El trasplante de hígado es un método de tratamiento vital para pacientes con insuficiencia orgánica. Los órganos necesarios para el trasplante se obtienen de dos fuentes principales: donantes fallecidos (trasplante cadavérico) o donantes vivos.
Cuando los familiares de personas diagnosticadas con muerte cerebral en cuidados intensivos deciden donar órganos, estos órganos pueden salvar la vida de muchos pacientes. Este tipo de trasplante se denomina "trasplante hepático cadavérico". Sin embargo, debido al número insuficiente de donaciones de órganos, muchos pacientes pierden la vida mientras esperan un hígado adecuado.
Como solución a esta situación, se puede tomar una porción del hígado de una persona viva (generalmente un familiar del paciente) y trasplantarla. Este método se denomina "trasplante de hígado de donante vivo". Un candidato a donante vivo es una persona voluntaria de un familiar con un tipo de sangre compatible con el paciente. El candidato a donante se somete a exámenes y evaluaciones detalladas, y si no hay ningún obstáculo para la donación de hígado, la sección hepática adecuada (lóbulo derecho o izquierdo), que coincida con el peso y la necesidad del paciente, se extrae del donante y se trasplanta al paciente.

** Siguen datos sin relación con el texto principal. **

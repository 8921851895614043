//! Runtime state of the press release editor: the markdown text with its
//! undo/redo history, the active tab, the current selection (which drives the
//! floating toolbar) and the autosave bookkeeping.

use wasm_bindgen::JsCast;
use web_sys::{HtmlElement, HtmlTextAreaElement};
use yew::prelude::*;

use super::helpers::{compute_md5, is_dirty, Autosave, History};
use crate::app::AppContext;

#[derive(Debug, Clone, Copy, PartialEq, Eq)]
pub enum Tab {
    Editor,
    Preview,
}

pub struct PressReleaseEditor {
    pub context: AppContext,

    pub text: String,

    pub history: History,

    pub active_tab: Tab,
    pub textarea_ref: NodeRef,

    /// Non-empty selection in UTF-16 units, `None` when collapsed.
    pub selection: Option<(u32, u32)>,

    /// MD5 of the text the server last confirmed.
    pub original_md5: Option<String>,

    pub autosave: Autosave,
}

impl PressReleaseEditor {
    pub fn new(context: AppContext, initial: &str) -> Self {
        Self {
            context,
            text: initial.to_string(),
            history: History::new(initial),
            active_tab: Tab::Editor,
            textarea_ref: NodeRef::default(),
            selection: None,
            original_md5: Some(compute_md5(initial)),
            autosave: Autosave::default(),
        }
    }

    pub fn is_dirty(&self) -> bool {
        is_dirty(self.original_md5.as_deref(), &self.text)
    }

    /// Replaces the text with an edit, recording it for undo.
    pub fn edit(&mut self, text: String) -> bool {
        if !self.history.push(&text) {
            return false;
        }
        self.text = text;
        true
    }

    pub fn undo(&mut self) -> bool {
        match self.history.undo() {
            Some(text) => {
                self.text = text.to_string();
                true
            }
            None => false,
        }
    }

    pub fn redo(&mut self) -> bool {
        match self.history.redo() {
            Some(text) => {
                self.text = text.to_string();
                true
            }
            None => false,
        }
    }

    /// Grows the textarea to its content so it never shows an inner scrollbar.
    pub fn resize_textarea(&self) {
        if let Some(textarea) = self.textarea_ref.cast::<HtmlTextAreaElement>() {
            if let Ok(element) = textarea.clone().dyn_into::<HtmlElement>() {
                let style = element.style();
                let _ = style.set_property("height", "auto");
                let _ = style.set_property("height", &format!("{}px", textarea.scroll_height()));
            }
        }
    }
}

El objetivo principal del trasplante de hígado es permitir que el paciente regrese a una vida normal, activa y productiva. El objetivo es que tanto el paciente como el donante vivo alcancen sus niveles de salud previos a la cirugía. Los trasplantes de hígado realizados en nuestro centro han logrado tasas de éxito que superan los estándares aceptados internacionalmente.